私は熱しやすく冷めやすい性格である。少々怒りに顔を真っ赤にしても、気がつけば他のことを考えていたなどということもしょっちゅうで、気を遣ってくれるまわりが拍子抜けしてしまうことが往々にしてあったりする。冷静になるまでに、私自身でいつも同じくらいの時間を要しているように感じているが、見ている人からすると、かなりの開きがある。しかしそれでもちゃんと冷静になれるので、最近ではまわりの人もあまり気を遣うこともなくなってきた。
私もその方がありがたい。気を遣われると私自身、そのことを敏感に感じているので、お互いにぎこちなくなることもある。それで会話が固まってしまい、まわりの空気も冷たく、そして重くなってしまったなどということもあった。
静かな部屋の中では重たいというよりも、空気に流れがなく、暑さ寒さすら感じないような、不思議な空間を感じていた。
目の前に座っている老人は目を閉じて静かにしている。私が入ってきた時に、ちょうど目が合って、軽く頭を下げる程度の挨拶を交わしたが、私が受付で話をしている間に、どうやら目を瞑ってしまったようだ。

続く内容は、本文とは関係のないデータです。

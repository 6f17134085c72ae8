//! Tar payload streaming between async transports and blocking tar I/O
//!
//! The server side turns received TAR_DATA frames into a blocking `Read`
//! for the executor; the client side packs sources on a blocking thread and
//! hands chunks to the async sender.

use anyhow::{bail, Context, Result};
use std::collections::HashSet;
use std::io::{self, Read, Write};
use std::path::{Path, PathBuf};
use std::time::{Duration, Instant};
use tar::Builder;
use tokio::runtime::Handle;
use tokio::sync::mpsc;
use walkdir::WalkDir;

/// Configuration for tar streaming
#[derive(Debug, Clone)]
pub struct TarConfig {
    /// Buffer size for channel (number of chunks)
    pub channel_buffer: usize,
    /// Size of each chunk in bytes
    pub chunk_size: usize,
}

impl Default for TarConfig {
    fn default() -> Self {
        TarConfig {
            channel_buffer: 16,      // 16 chunks in flight
            chunk_size: 1024 * 1024, // 1MB chunks
        }
    }
}

/// One unit on the payload channel. `End` is the only clean terminator:
/// a channel that closes without it means the connection went away.
#[derive(Debug)]
pub enum Chunk {
    Data(Vec<u8>),
    End,
}

/// Bounds applied while the executor waits for payload bytes.
#[derive(Debug, Clone, Copy)]
pub struct StreamLimits {
    /// Longest gap between two chunks.
    pub idle: Duration,
    /// Bound on the whole transfer.
    pub total: Duration,
}

/// Create the async-to-blocking payload bridge. Must be called inside a
/// Tokio runtime.
pub fn payload_channel(config: &TarConfig, limits: StreamLimits) -> (mpsc::Sender<Chunk>, ChannelReader) {
    let (tx, rx) = mpsc::channel(config.channel_buffer);
    (tx, ChannelReader::new(rx, Handle::current(), limits))
}

/// Blocking reader over the payload channel. Use only from a blocking
/// thread (`spawn_blocking`), never from inside an async task.
pub struct ChannelReader {
    rx: mpsc::Receiver<Chunk>,
    handle: Handle,
    buffer: Vec<u8>,
    buffer_pos: usize,
    idle: Duration,
    deadline: Instant,
    done: bool,
}

impl ChannelReader {
    fn new(rx: mpsc::Receiver<Chunk>, handle: Handle, limits: StreamLimits) -> Self {
        Self {
            rx,
            handle,
            buffer: Vec::new(),
            buffer_pos: 0,
            idle: limits.idle,
            deadline: Instant::now() + limits.total,
            done: false,
        }
    }
}

impl Read for ChannelReader {
    fn read(&mut self, buf: &mut [u8]) -> io::Result<usize> {
        loop {
            // If we have data in our buffer, use it first
            if self.buffer_pos < self.buffer.len() {
                let available = self.buffer.len() - self.buffer_pos;
                let to_copy = available.min(buf.len());
                buf[..to_copy].copy_from_slice(&self.buffer[self.buffer_pos..self.buffer_pos + to_copy]);
                self.buffer_pos += to_copy;
                return Ok(to_copy);
            }
            if self.done {
                return Ok(0);
            }

            let remaining = self.deadline.saturating_duration_since(Instant::now());
            if remaining.is_zero() {
                return Err(io::Error::new(io::ErrorKind::TimedOut, "transfer deadline exceeded"));
            }
            let wait = self.idle.min(remaining);
            let rx = &mut self.rx;
            let next = self
                .handle
                .block_on(async move { tokio::time::timeout(wait, rx.recv()).await });
            match next {
                Ok(Some(Chunk::Data(chunk))) => {
                    self.buffer = chunk;
                    self.buffer_pos = 0;
                }
                Ok(Some(Chunk::End)) => {
                    self.done = true;
                }
                Ok(None) => {
                    return Err(io::Error::new(
                        io::ErrorKind::UnexpectedEof,
                        "payload stream closed before end of transfer",
                    ));
                }
                Err(_) => {
                    return Err(io::Error::new(
                        io::ErrorKind::TimedOut,
                        format!("no payload data for {:?}", wait),
                    ));
                }
            }
        }
    }
}

/// Channel writer that sends fixed-size chunks through an mpsc channel
struct ChannelWriter {
    tx: mpsc::Sender<Vec<u8>>,
    buffer: Vec<u8>,
    chunk_size: usize,
}

impl ChannelWriter {
    fn new(tx: mpsc::Sender<Vec<u8>>, chunk_size: usize) -> Self {
        Self {
            tx,
            buffer: Vec::with_capacity(chunk_size),
            chunk_size,
        }
    }

    fn flush_buffer(&mut self) -> io::Result<()> {
        if !self.buffer.is_empty() {
            let chunk = std::mem::replace(&mut self.buffer, Vec::with_capacity(self.chunk_size));
            self.tx
                .blocking_send(chunk)
                .map_err(|e| io::Error::new(io::ErrorKind::BrokenPipe, e.to_string()))?;
        }
        Ok(())
    }
}

impl Write for ChannelWriter {
    fn write(&mut self, buf: &[u8]) -> io::Result<usize> {
        let mut written = 0;
        let mut remaining = buf;

        while !remaining.is_empty() {
            let available = self.chunk_size - self.buffer.len();
            let to_write = remaining.len().min(available);

            self.buffer.extend_from_slice(&remaining[..to_write]);
            written += to_write;
            remaining = &remaining[to_write..];

            if self.buffer.len() >= self.chunk_size {
                self.flush_buffer()?;
            }
        }

        Ok(written)
    }

    fn flush(&mut self) -> io::Result<()> {
        self.flush_buffer()
    }
}

/// Top-level names a push announces as its source set.
pub fn source_names(sources: &[PathBuf]) -> Result<Vec<String>> {
    let mut seen = HashSet::new();
    let mut names = Vec::with_capacity(sources.len());
    for src in sources {
        let name = src
            .file_name()
            .and_then(|n| n.to_str())
            .with_context(|| format!("source {} has no usable file name", src.display()))?;
        if !seen.insert(name.to_string()) {
            bail!("two sources share the name {:?}", name);
        }
        names.push(name.to_string());
    }
    Ok(names)
}

/// Pack `sources` into a tar stream on a blocking thread. Each source lands
/// under its own file name. Returns the chunk receiver and a join handle
/// yielding `(file_count, total_bytes)`.
pub fn spawn_packer(
    sources: Vec<PathBuf>,
    config: &TarConfig,
) -> (mpsc::Receiver<Vec<u8>>, tokio::task::JoinHandle<Result<(u64, u64)>>) {
    let (tx, rx) = mpsc::channel::<Vec<u8>>(config.channel_buffer);
    let chunk_size = config.chunk_size;
    let packer = tokio::task::spawn_blocking(move || -> Result<(u64, u64)> {
        let mut writer = ChannelWriter::new(tx, chunk_size);
        let counts = pack_sources(&sources, &mut writer)?;
        writer.flush()?;
        Ok(counts)
    });
    (rx, packer)
}

/// Write a tar archive of `sources` to `out`. Symlinks are archived as
/// links, never followed.
pub fn pack_sources<W: Write>(sources: &[PathBuf], out: W) -> Result<(u64, u64)> {
    let names = source_names(sources)?;
    let mut builder = Builder::new(out);
    builder.follow_symlinks(false);
    let mut file_count = 0u64;
    let mut total_bytes = 0u64;

    for (source, name) in sources.iter().zip(names.iter()) {
        for entry in WalkDir::new(source).follow_links(false) {
            let entry = entry.with_context(|| format!("walk {}", source.display()))?;
            let path = entry.path();
            let tar_path = match path.strip_prefix(source) {
                Ok(rel) if !rel.as_os_str().is_empty() => Path::new(name).join(rel),
                _ => PathBuf::from(name),
            };
            let ft = entry.file_type();
            if ft.is_dir() {
                builder.append_dir(&tar_path, path)?;
            } else if ft.is_file() || ft.is_symlink() {
                if ft.is_file() {
                    total_bytes += entry.metadata().map(|m| m.len()).unwrap_or(0);
                    file_count += 1;
                }
                builder.append_path_with_name(path, &tar_path)?;
            }
            // Sockets, devices and FIFOs are not archived
        }
    }
    builder.finish()?;
    Ok((file_count, total_bytes))
}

というよりも、私が入ってくる前の姿に戻ったような気がする。私の気配を感じ、目を合わせただけなのだろう。慣れたもので、この部屋の雰囲気にすっかり馴染んでいるように思える。
入り口から見た待合室はそれほどの広さを感じなかったが、ソファーに座って、少し低い位置からあたりを見渡せば、それなりに広さを感じていた。冷静になっているつもりだったが、気がつけばまわりを見渡していて、何となく感じる懐かしさは、子供の頃に行った病院を思い出しているからなのかも知れない。